YOUR ASSIGNMENT: For this exercise, reproduce the entries below exactly, but only from the line containing "let isr = &inv.taxes.withheld[0];" through the line containing "let entry = &inv.taxes.transferred[0];", both included.

#### RECORD EXTRACTS

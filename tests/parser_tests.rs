#![cfg(feature = "parser")]

use chrono::{NaiveDate, NaiveDateTime};
use cfdi::core::*;
use cfdi::parser::parse_cfdi;
use rust_decimal_macros::dec;

fn datetime(y: i32, m: u32, d: u32, h: u32, min: u32, s: u32) -> NaiveDateTime {
    NaiveDate::from_ymd_opt(y, m, d)
        .unwrap()
        .and_hms_opt(h, min, s)
        .unwrap()
}

/// A complete, stamped CFDI 4.0 income invoice.
const CFDI_40: &str = r#"<?xml version="1.0" encoding="UTF-8"?>
<cfdi:Comprobante xmlns:cfdi="http://www.sat.gob.mx/cfd/4"
    xmlns:tfd="http://www.sat.gob.mx/TimbreFiscalDigital"
    xmlns:xsi="http://www.w3.org/2001/XMLSchema-instance"
    Version="4.0" Serie="F" Folio="2024-0117" Fecha="2024-03-08T09:41:27"
    FormaPago="03" NoCertificado="00001000000509846663" SubTotal="2500.00"
    Descuento="100.00" Moneda="MXN" Total="2784.00" TipoDeComprobante="I"
    Exportacion="01" MetodoPago="PUE" LugarExpedicion="06600"
    CondicionesDePago="Contado" Sello="c2VsbG8=" Certificado="Y2VydA==">
  <cfdi:Emisor Rfc="EKU9003173C9" Nombre="ESCUELA KEMPER URGATE" RegimenFiscal="601"/>
  <cfdi:Receptor Rfc="URE180429TM6" Nombre="UNIVERSIDAD ROBOTICA ESPAÑOLA"
      DomicilioFiscalReceptor="86991" RegimenFiscalReceptor="601" UsoCFDI="G03"/>
  <cfdi:Conceptos>
    <cfdi:Concepto ClaveProdServ="81112100" NoIdentificacion="SRV-01" Cantidad="2"
        ClaveUnidad="E48" Unidad="Servicio" Descripcion="Soporte técnico mensual"
        ValorUnitario="1000.00" Importe="2000.00" Descuento="100.00" ObjetoImp="02">
      <cfdi:Impuestos>
        <cfdi:Traslados>
          <cfdi:Traslado Base="1900.00" Impuesto="002" TipoFactor="Tasa" TasaOCuota="0.160000" Importe="304.00"/>
        </cfdi:Traslados>
      </cfdi:Impuestos>
    </cfdi:Concepto>
    <cfdi:Concepto ClaveProdServ="43231500" Cantidad="1" ClaveUnidad="H87"
        Descripcion="Licencia de software" ValorUnitario="500.00" Importe="500.00" ObjetoImp="02">
      <cfdi:Impuestos>
        <cfdi:Traslados>
          <cfdi:Traslado Base="500.00" Impuesto="002" TipoFactor="Tasa" TasaOCuota="0.160000" Importe="80.00"/>
        </cfdi:Traslados>
      </cfdi:Impuestos>
    </cfdi:Concepto>
  </cfdi:Conceptos>
  <cfdi:Impuestos TotalImpuestosTrasladados="384.00">
    <cfdi:Traslados>
      <cfdi:Traslado Base="2400.00" Impuesto="002" TipoFactor="Tasa" TasaOCuota="0.160000" Importe="384.00"/>
    </cfdi:Traslados>
  </cfdi:Impuestos>
  <cfdi:Complemento>
    <tfd:TimbreFiscalDigital Version="1.1" UUID="6F1B2E3A-5C4D-4E8F-9A0B-1C2D3E4F5A6B"
        FechaTimbrado="2024-03-08T09:42:03" RfcProvCertif="SAT970701NN3"
        SelloCFD="c2VsbG9DRkQ=" NoCertificadoSAT="00001000000505211329" SelloSAT="c2VsbG9TQVQ="/>
  </cfdi:Complemento>
</cfdi:Comprobante>"#;

#[test]
fn parses_complete_cfdi_40() {
    let inv = parse_cfdi(CFDI_40);

    assert!(inv.parse_success);
    assert!(inv.parse_errors.is_empty(), "{:?}", inv.parse_errors);
    assert!(inv.is_usable());

    assert_eq!(inv.version.as_deref(), Some("4.0"));
    assert_eq!(inv.series.as_deref(), Some("F"));
    assert_eq!(inv.folio.as_deref(), Some("2024-0117"));
    assert_eq!(inv.issued_at, Some(datetime(2024, 3, 8, 9, 41, 27)));
    assert_eq!(inv.payment_form.as_deref(), Some("03"));
    assert_eq!(inv.settlement, Some(SettlementTiming::SingleInstallment));
    assert_eq!(inv.document_type, Some(DocumentType::Income));
    assert_eq!(inv.currency.as_deref(), Some("MXN"));
    assert_eq!(inv.exchange_rate, None);
    assert_eq!(inv.subtotal, Some(dec!(2500.00)));
    assert_eq!(inv.discount, Some(dec!(100.00)));
    assert_eq!(inv.total, Some(dec!(2784.00)));
    assert_eq!(inv.issuer_certificate.as_deref(), Some("00001000000509846663"));
    assert_eq!(inv.place_of_issue.as_deref(), Some("06600"));
    assert_eq!(inv.payment_conditions.as_deref(), Some("Contado"));
    assert_eq!(inv.export_code.as_deref(), Some("01"));
    assert!(inv.related.is_empty());
}

#[test]
fn parses_parties() {
    let inv = parse_cfdi(CFDI_40);

    assert_eq!(
        inv.issuer,
        Issuer {
            tax_id: Some("EKU9003173C9".into()),
            name: Some("ESCUELA KEMPER URGATE".into()),
            tax_regime: Some("601".into()),
        }
    );
    assert_eq!(
        inv.recipient,
        Recipient {
            tax_id: Some("URE180429TM6".into()),
            name: Some("UNIVERSIDAD ROBOTICA ESPAÑOLA".into()),
            cfdi_use: Some("G03".into()),
            fiscal_address: Some("86991".into()),
            tax_regime: Some("601".into()),
        }
    );
}

#[test]
fn parses_line_items_in_order() {
    let inv = parse_cfdi(CFDI_40);
    assert_eq!(inv.line_items.len(), 2);

    let first = &inv.line_items[0];
    assert_eq!(first.product_code.as_deref(), Some("81112100"));
    assert_eq!(first.identification.as_deref(), Some("SRV-01"));
    assert_eq!(first.quantity, Some(dec!(2)));
    assert_eq!(first.unit_code.as_deref(), Some("E48"));
    assert_eq!(first.unit.as_deref(), Some("Servicio"));
    assert_eq!(first.description.as_deref(), Some("Soporte técnico mensual"));
    assert_eq!(first.unit_price, Some(dec!(1000.00)));
    assert_eq!(first.amount, Some(dec!(2000.00)));
    assert_eq!(first.discount, Some(dec!(100.00)));
    assert_eq!(first.tax_object.as_deref(), Some("02"));
    assert_eq!(first.taxes.len(), 1);
    assert_eq!(first.taxes[0].amount, Some(dec!(304.00)));

    let second = &inv.line_items[1];
    assert_eq!(second.description.as_deref(), Some("Licencia de software"));
    assert_eq!(second.unit, None);
    assert_eq!(second.discount, None);
}

#[test]
fn parses_tax_summary() {
    let inv = parse_cfdi(CFDI_40);
    let taxes = &inv.taxes;

    assert_eq!(taxes.total_transferred, Some(dec!(384.00)));
    assert_eq!(taxes.total_withheld, None);
    assert!(taxes.withheld.is_empty());
    assert_eq!(
        taxes.transferred,
        vec![TaxEntry {
            kind: TaxKind::Transferred,
            tax: Some(TaxCode::Iva),
            factor: Some(FactorType::Rate),
            rate: Some(dec!(0.160000)),
            base: Some(dec!(2400.00)),
            amount: Some(dec!(384.00)),
        }]
    );
}

#[test]
fn parses_digital_stamp() {
    let inv = parse_cfdi(CFDI_40);
    let stamp = inv.stamp.as_ref().unwrap();

    assert_eq!(stamp.version.as_deref(), Some("1.1"));
    assert_eq!(stamp.uuid.as_deref(), Some("6F1B2E3A-5C4D-4E8F-9A0B-1C2D3E4F5A6B"));
    assert_eq!(stamp.stamped_at, Some(datetime(2024, 3, 8, 9, 42, 3)));
    assert_eq!(stamp.provider_tax_id.as_deref(), Some("SAT970701NN3"));
    assert_eq!(stamp.cfd_signature.as_deref(), Some("c2VsbG9DRkQ="));
    assert_eq!(stamp.sat_signature.as_deref(), Some("c2VsbG9TQVQ="));
    assert_eq!(stamp.sat_certificate.as_deref(), Some("00001000000505211329"));
    assert_eq!(inv.uuid, stamp.uuid);
}

#[test]
fn keeps_raw_xml() {
    let inv = parse_cfdi(CFDI_40);
    assert_eq!(inv.raw_xml, CFDI_40);
}

#[test]
fn accepts_bytes_and_str_alike() {
    assert_eq!(parse_cfdi(CFDI_40.as_bytes()), parse_cfdi(CFDI_40));
}

#[test]
fn unprefixed_document_yields_identical_fields() {
    let bare = CFDI_40.replace("cfdi:", "").replace("tfd:", "");
    let prefixed = parse_cfdi(CFDI_40);
    let unprefixed = parse_cfdi(&bare);

    assert!(unprefixed.parse_success);
    assert_eq!(
        ParsedInvoice {
            raw_xml: String::new(),
            ..prefixed
        },
        ParsedInvoice {
            raw_xml: String::new(),
            ..unprefixed
        }
    );
}

#[test]
fn default_namespace_document() {
    let xml = r#"<Comprobante xmlns="http://www.sat.gob.mx/cfd/4" Version="4.0" Total="10.00">
        <Emisor Rfc="AAA010101AAA"/>
        <Complemento>
          <TimbreFiscalDigital xmlns="http://www.sat.gob.mx/TimbreFiscalDigital" UUID="U-1"/>
        </Complemento>
      </Comprobante>"#;
    let inv = parse_cfdi(xml);
    assert!(inv.parse_success);
    assert_eq!(inv.total, Some(dec!(10.00)));
    assert_eq!(inv.issuer.tax_id.as_deref(), Some("AAA010101AAA"));
    assert_eq!(inv.uuid.as_deref(), Some("U-1"));
}

#[test]
fn cfdi_33_without_40_attributes() {
    let xml = r#"<cfdi:Comprobante xmlns:cfdi="http://www.sat.gob.mx/cfd/3" Version="3.3"
        Fecha="2021-11-30T18:05:00" Folio="889" Moneda="USD" TipoCambio="20.5120"
        SubTotal="100.00" Total="116.00" TipoDeComprobante="I" MetodoPago="PPD" FormaPago="99">
      <cfdi:Emisor Rfc="AAA010101AAA" Nombre="Proveedor" RegimenFiscal="601"/>
      <cfdi:Receptor Rfc="XAXX010101000" Nombre="Cliente" UsoCFDI="G03"/>
      <cfdi:Conceptos>
        <cfdi:Concepto ClaveProdServ="01010101" Cantidad="1" ClaveUnidad="ACT"
            Descripcion="Servicio" ValorUnitario="100.00" Importe="100.00"/>
      </cfdi:Conceptos>
    </cfdi:Comprobante>"#;
    let inv = parse_cfdi(xml);

    assert!(inv.parse_success);
    assert!(inv.parse_errors.is_empty());
    assert_eq!(inv.recipient.fiscal_address, None);
    assert_eq!(inv.recipient.tax_regime, None);
    assert_eq!(inv.recipient.cfdi_use.as_deref(), Some("G03"));
    assert_eq!(inv.currency.as_deref(), Some("USD"));
    assert_eq!(inv.exchange_rate, Some(dec!(20.5120)));
    assert_eq!(inv.settlement, Some(SettlementTiming::Deferred));
    assert_eq!(inv.export_code, None);
    assert_eq!(inv.line_items[0].tax_object, None);
    assert!(inv.stamp.is_none());
    assert_eq!(inv.uuid, None);
}

#[test]
fn cfdi_32_lower_camel_attributes() {
    let xml = r#"<cfdi:Comprobante xmlns:cfdi="http://www.sat.gob.mx/cfd/3" version="3.2"
        serie="B" folio="77" fecha="2016-05-02T11:20:00" subTotal="1000.00" descuento="0.00"
        total="1160.00" tipoDeComprobante="ingreso" formaDePago="Pago en una sola exhibición"
        metodoDePago="Transferencia" noCertificado="20001000000200001428">
      <cfdi:Emisor rfc="AAA010101AAA" nombre="Viejo Proveedor"/>
      <cfdi:Receptor rfc="XAXX010101000" nombre="Cliente"/>
      <cfdi:Conceptos>
        <cfdi:Concepto cantidad="10" unidad="pieza" descripcion="Tornillo"
            valorUnitario="100.00" importe="1000.00"/>
      </cfdi:Conceptos>
      <cfdi:Impuestos totalImpuestosTrasladados="160.00">
        <cfdi:Traslados>
          <cfdi:Traslado impuesto="IVA" tasa="16.00" importe="160.00"/>
        </cfdi:Traslados>
      </cfdi:Impuestos>
      <cfdi:Complemento>
        <tfd:TimbreFiscalDigital xmlns:tfd="http://www.sat.gob.mx/TimbreFiscalDigital"
            version="1.0" UUID="AD662D33-6934-459C-A128-BDF0393E0F44"
            FechaTimbrado="2016-05-02T11:21:00" selloCFD="abc" noCertificadoSAT="20001000000100005761" selloSAT="def"/>
      </cfdi:Complemento>
    </cfdi:Comprobante>"#;
    let inv = parse_cfdi(xml);

    assert!(inv.parse_success);
    assert!(inv.parse_errors.is_empty(), "{:?}", inv.parse_errors);
    assert_eq!(inv.version.as_deref(), Some("3.2"));
    assert_eq!(inv.series.as_deref(), Some("B"));
    assert_eq!(inv.total, Some(dec!(1160.00)));
    assert_eq!(inv.subtotal, Some(dec!(1000.00)));
    assert_eq!(inv.document_type, Some(DocumentType::Income));
    assert_eq!(inv.payment_form.as_deref(), Some("Transferencia"));
    assert_eq!(
        inv.settlement,
        Some(SettlementTiming::Unknown("Pago en una sola exhibición".into()))
    );
    assert_eq!(inv.issuer.tax_id.as_deref(), Some("AAA010101AAA"));
    assert_eq!(inv.line_items[0].quantity, Some(dec!(10)));
    assert_eq!(inv.line_items[0].unit.as_deref(), Some("pieza"));
    assert_eq!(inv.taxes.transferred[0].tax, Some(TaxCode::Iva));
    assert_eq!(inv.taxes.transferred[0].rate, Some(dec!(16.00)));
    assert_eq!(inv.taxes.transferred[0].factor, None);
    let stamp = inv.stamp.unwrap();
    assert_eq!(stamp.version.as_deref(), Some("1.0"));
    assert_eq!(stamp.sat_certificate.as_deref(), Some("20001000000100005761"));
}

#[test]
fn withholdings_are_kept_apart() {
    let xml = r#"<cfdi:Comprobante Total="1060.00">
      <cfdi:Impuestos TotalImpuestosTrasladados="160.00" TotalImpuestosRetenidos="100.00">
        <cfdi:Retenciones>
          <cfdi:Retencion Impuesto="001" Importe="100.00"/>
        </cfdi:Retenciones>
        <cfdi:Traslados>
          <cfdi:Traslado Base="1000.00" Impuesto="002" TipoFactor="Tasa" TasaOCuota="0.160000" Importe="160.00"/>
        </cfdi:Traslados>
      </cfdi:Impuestos>
    </cfdi:Comprobante>"#;
    let inv = parse_cfdi(xml);

    assert_eq!(inv.taxes.total_withheld, Some(dec!(100.00)));
    assert_eq!(inv.taxes.withheld.len(), 1);
    let isr = &inv.taxes.withheld[0];
    assert_eq!(isr.kind, TaxKind::Withheld);
    assert_eq!(isr.tax, Some(TaxCode::Isr));
    assert_eq!(isr.factor, None);
    assert_eq!(isr.rate, None);
    assert_eq!(inv.taxes.transferred.len(), 1);
    assert_eq!(inv.taxes.transferred[0].kind, TaxKind::Transferred);
}

#[test]
fn exempt_transfer_without_rate() {
    let xml = r#"<Comprobante><Impuestos><Traslados>
        <Traslado Base="500.00" Impuesto="002" TipoFactor="Exento"/>
      </Traslados></Impuestos></Comprobante>"#;
    let inv = parse_cfdi(xml);
    let entry = &inv.taxes.transferred[0];
    assert_eq!(entry.factor, Some(FactorType::Exempt));
    assert_eq!(entry.rate, None);
    assert_eq!(entry.amount, None);
    assert!(inv.parse_errors.is_empty());
}

#[test]
fn payment_complement_with_related_documents() {
    let xml = r#"<cfdi:Comprobante Version="4.0" TipoDeComprobante="P" Moneda="XXX" SubTotal="0" Total="0">
      <cfdi:CfdiRelacionados TipoRelacion="04">
        <cfdi:CfdiRelacionado UUID="11111111-1111-1111-1111-111111111111"/>
      </cfdi:CfdiRelacionados>
      <cfdi:CfdiRelacionados TipoRelacion="07">
        <cfdi:CfdiRelacionado UUID="22222222-2222-2222-2222-222222222222"/>
        <cfdi:CfdiRelacionado UUID="33333333-3333-3333-3333-333333333333"/>
      </cfdi:CfdiRelacionados>
    </cfdi:Comprobante>"#;
    let inv = parse_cfdi(xml);

    assert_eq!(inv.document_type, Some(DocumentType::Payment));
    assert_eq!(inv.currency.as_deref(), Some("XXX"));
    assert_eq!(inv.total, Some(dec!(0)));
    assert_eq!(inv.related.len(), 2);
    assert_eq!(inv.related[0].relation.as_deref(), Some("04"));
    assert_eq!(inv.related[1].uuids.len(), 2);
}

########

WORKED SOLUTION:
    let isr = &inv.taxes.withheld[0];
    assert_eq!(isr.kind, TaxKind::Withheld);
    assert_eq!(isr.tax, Some(TaxCode::Isr));
    assert_eq!(isr.factor, None);
    assert_eq!(isr.rate, None);
    assert_eq!(inv.taxes.transferred.len(), 1);
    assert_eq!(inv.taxes.transferred[0].kind, TaxKind::Transferred);
}

#[test]
fn exempt_transfer_without_rate() {
    let xml = r#"<Comprobante><Impuestos><Traslados>
        <Traslado Base="500.00" Impuesto="002" TipoFactor="Exento"/>
      </Traslados></Impuestos></Comprobante>"#;
    let inv = parse_cfdi(xml);
    let entry = &inv.taxes.transferred[0];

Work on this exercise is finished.